EXERCISE »
Using the listing below, say how many lines have the string "expected" in them, giving the number alone.

━━━ AVAILABLE DATA ━━━

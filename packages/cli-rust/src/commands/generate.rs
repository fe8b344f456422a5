//! Generate command implementation
//!
//! Renders a server block from flags, without any prompts.

use std::path::Path;

use anyhow::{Result, bail};
use clap::{Args, ValueEnum};
use console::style;
use tracing::warn;
use vhostgen_core::{Extras, RenderSettings, Template, VirtualHost, render, write_vhost};

use crate::output::format_write_error_anyhow;

/// Template names accepted by `--template`
#[derive(Clone, Copy, Debug, PartialEq, Eq, ValueEnum)]
pub enum TemplateArg {
    /// Static site with index.html (menu 1)
    Static,
    /// File host without an index directive (menu 2)
    Files,
    /// Single-page app with client-side routing (menu 3)
    Spa,
    /// Reverse proxy (menu 4)
    Proxy,
    /// PHP through php-fpm (menu 5)
    Php,
    /// Permanent redirect (menu 6)
    Redirect,
    /// Port 80 catch-all forwarding to HTTPS (menu 7)
    HttpsRedirect,
    /// Hostless proxy on a custom port (flags only)
    PortProxy,
}

impl From<TemplateArg> for Template {
    fn from(arg: TemplateArg) -> Self {
        match arg {
            TemplateArg::Static => Template::StaticIndex,
            TemplateArg::Files => Template::StaticFiles,
            TemplateArg::Spa => Template::SinglePageApp,
            TemplateArg::Proxy => Template::ReverseProxy,
            TemplateArg::Php => Template::PhpFastcgi,
            TemplateArg::Redirect => Template::Redirect,
            TemplateArg::HttpsRedirect => Template::HttpsForwarder,
            TemplateArg::PortProxy => Template::PortProxy,
        }
    }
}

/// Optional directive blocks, shared by the interactive and flag-driven modes
#[derive(Args, Clone, Debug, Default)]
pub struct ExtrasArgs {
    /// Send a Strict-Transport-Security header
    #[arg(long)]
    pub hsts: bool,

    /// Append server_tokens, buffer-size, timeout and header hardening
    #[arg(long)]
    pub harden: bool,

    /// Cache static assets; optional max-age such as 30m, 6h, 1d
    #[arg(
        long,
        value_name = "MAX_AGE",
        num_args = 0..=1,
        require_equals = true,
        default_missing_value = ""
    )]
    pub cache: Option<String>,
}

impl ExtrasArgs {
    /// Build extras, taking the cache max-age from config when none was given
    pub fn to_extras(&self, default_max_age: &str) -> Extras {
        let extras = Extras {
            hsts: self.hsts,
            security: self.harden,
            cache_max_age: None,
        };
        match self.cache.as_deref() {
            Some(age) if !age.trim().is_empty() => extras.with_cache(Some(age)),
            Some(_) => extras.with_cache(Some(default_max_age)),
            None => extras,
        }
    }
}

/// Arguments for the generate command
#[derive(Args)]
pub struct GenerateArgs {
    /// Which server block to produce
    #[arg(long, short, value_enum)]
    pub template: TemplateArg,

    /// Domain name(s), space separated
    #[arg(long, short = 'n')]
    pub server_name: Option<String>,

    /// Document root (static, files, spa, php)
    #[arg(long, short)]
    pub root: Option<String>,

    /// Upstream or redirect target (proxy, redirect, port-proxy)
    #[arg(long, short)]
    pub url: Option<String>,

    /// Port to listen on (port-proxy)
    #[arg(long, short, value_parser = clap::value_parser!(u16).range(1..))]
    pub port: Option<u16>,

    /// Name of the written file, without `.conf` (port-proxy)
    #[arg(long, short)]
    pub alias: Option<String>,

    #[command(flatten)]
    pub extras: ExtrasArgs,

    /// Print the server block instead of writing it
    #[arg(long)]
    pub stdout: bool,
}

/// Build the host described by the flags, rejecting missing inputs
pub fn host_from_args(args: &GenerateArgs, default_max_age: &str) -> Result<VirtualHost> {
    let template = Template::from(args.template);
    let extras = args.extras.to_extras(default_max_age);
    let mut host = VirtualHost::new(template).with_extras(extras);

    host.server_name = pick(
        template.needs_server_name(),
        &args.server_name,
        "--server-name",
        template,
    )?;
    host.root_path = pick(template.needs_root_path(), &args.root, "--root", template)?;
    host.target_url = pick(template.needs_target_url(), &args.url, "--url", template)?;
    host.alias = pick(template.needs_alias(), &args.alias, "--alias", template)?;
    host.listen_port = match (template.needs_listen_port(), args.port) {
        (true, Some(port)) => Some(port),
        (true, None) => bail!("--port is required for the '{template}' template"),
        (false, Some(_)) => {
            warn!(
                flag = "--port",
                template = %template,
                "flag is not used by this template, ignoring"
            );
            None
        }
        (false, None) => None,
    };

    Ok(host)
}

fn pick(
    needed: bool,
    value: &Option<String>,
    flag: &str,
    template: Template,
) -> Result<Option<String>> {
    let value = value.as_deref().map(str::trim).filter(|v| !v.is_empty());
    match (needed, value) {
        (true, Some(v)) => Ok(Some(v.to_string())),
        (true, None) => bail!("{flag} is required for the '{template}' template"),
        (false, Some(_)) => {
            warn!(flag, template = %template, "flag is not used by this template, ignoring");
            Ok(None)
        }
        (false, None) => Ok(None),
    }
}

/// Run the generate command
pub fn cmd_generate(
    args: &GenerateArgs,
    output_dir: &Path,
    settings: &RenderSettings,
    default_max_age: &str,
    quiet: bool,
) -> Result<()> {
    let host = host_from_args(args, default_max_age)?;
    let contents = render(&host, settings)?;

    if args.stdout {
        print!("{contents}");
        return Ok(());
    }

    let path = write_vhost(output_dir, &host.file_name()?, &contents)
        .map_err(|e| format_write_error_anyhow(&e))?;

    if !quiet {
        println!(
            "{} Config written to {}",
            style("Success:").green().bold(),
            style(path.display()).cyan()
        );
    }
    Ok(())
}

#[cfg(test)]
mod tests {
    use super::*;
    use clap::Parser;
    use std::fs;
    use tempfile::TempDir;

    #[derive(Parser)]
    struct TestCli {
        #[command(flatten)]
        args: GenerateArgs,
    }

    fn parse(argv: &[&str]) -> GenerateArgs {
        let mut full = vec!["generate"];
        full.extend_from_slice(argv);
        TestCli::parse_from(full).args
    }

    #[test]
    fn template_names_map_to_menu_order() {
        let numbers: Vec<Option<u8>> = TemplateArg::value_variants()
            .iter()
            .map(|arg| Template::from(*arg).menu_number())
            .collect();
        let mut expected: Vec<Option<u8>> = (1..=7).map(Some).collect();
        expected.push(None);
        assert_eq!(numbers, expected);
    }

    #[test]
    fn https_redirect_name_is_kebab_case() {
        let args = parse(&["--template", "https-redirect"]);
        assert_eq!(args.template, TemplateArg::HttpsRedirect);
    }

    #[test]
    fn proxy_requires_url() {
        let args = parse(&["-t", "proxy", "--server-name", "a.com"]);
        let err = host_from_args(&args, "6h").unwrap_err();
        assert!(err.to_string().contains("--url is required"));
    }

    #[test]
    fn static_requires_server_name() {
        let args = parse(&["-t", "static", "--root", "/srv"]);
        let err = host_from_args(&args, "6h").unwrap_err();
        assert!(err.to_string().contains("--server-name is required"));
    }

    #[test]
    fn unused_flags_are_dropped() {
        let args = parse(&["-t", "redirect", "-n", "a.com", "-u", "https://b.com", "-r", "/srv"]);
        let host = host_from_args(&args, "6h").unwrap();
        assert_eq!(host.root_path, None);
        assert_eq!(host.target_url.as_deref(), Some("https://b.com"));
    }

    #[test]
    fn bare_cache_flag_uses_configured_age() {
        let args = parse(&["-t", "files", "-n", "a.com", "-r", "/srv", "--cache"]);
        let host = host_from_args(&args, "12h").unwrap();
        assert_eq!(host.extras.cache_max_age.as_deref(), Some("12h"));
    }

    #[test]
    fn cache_flag_with_value() {
        let args = parse(&["-t", "files", "-n", "a.com", "-r", "/srv", "--cache=1d", "--hsts"]);
        let host = host_from_args(&args, "6h").unwrap();
        assert_eq!(host.extras.cache_max_age.as_deref(), Some("1d"));
        assert!(host.extras.hsts);
        assert!(!host.extras.security);
    }

    #[test]
    fn generate_writes_file() {
        let tmp = TempDir::new().unwrap();
        let args = parse(&["-t", "proxy", "-n", "a.com", "-u", "http://127.0.0.1:8000"]);
        cmd_generate(&args, tmp.path(), &RenderSettings::default(), "6h", true).unwrap();

        let text = fs::read_to_string(tmp.path().join("a.com.conf")).unwrap();
        assert!(text.contains("proxy_pass http://127.0.0.1:8000;"));
    }

    #[test]
    fn port_proxy_requires_port_and_alias() {
        let args = parse(&["-t", "port-proxy", "-u", "http://127.0.0.1:5000", "-a", "metrics"]);
        let err = host_from_args(&args, "6h").unwrap_err();
        assert!(err.to_string().contains("--port is required"));

        let args = parse(&["-t", "port-proxy", "-u", "http://127.0.0.1:5000", "-p", "4321"]);
        let err = host_from_args(&args, "6h").unwrap_err();
        assert!(err.to_string().contains("--alias is required"));
    }

    #[test]
    fn port_zero_is_rejected_by_the_parser() {
        let result = TestCli::try_parse_from([
            "generate", "-t", "port-proxy", "-p", "0", "-a", "m", "-u", "http://x",
        ]);
        assert!(result.is_err());
    }

    #[test]
    fn generate_port_proxy_writes_alias_file() {
        let tmp = TempDir::new().unwrap();
        let args = parse(&[
            "-t",
            "port-proxy",
            "--port",
            "4321",
            "--alias",
            "metrics",
            "--url",
            "http://127.0.0.1:5000",
            "--server-name",
            "ignored.com",
        ]);
        cmd_generate(&args, tmp.path(), &RenderSettings::default(), "6h", true).unwrap();

        let text = fs::read_to_string(tmp.path().join("metrics.conf")).unwrap();
        assert!(text.starts_with("server {\n    listen 4321;\n    listen [::]:4321;\n"));
        assert!(text.contains("    server_name _;\n"));
        assert!(text.contains("proxy_pass http://127.0.0.1:5000;"));
        assert!(!tmp.path().join("ignored.com.conf").exists());
    }

    #[test]
    fn generate_forwarder_ignores_server_name() {
        let tmp = TempDir::new().unwrap();
        let args = parse(&["-t", "https-redirect", "-n", "a.com"]);
        cmd_generate(&args, tmp.path(), &RenderSettings::default(), "6h", true).unwrap();

        assert!(tmp.path().join("default.conf").exists());
        assert!(!tmp.path().join("a.com.conf").exists());
    }
}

━━━

WRITTEN SOLUTION »
3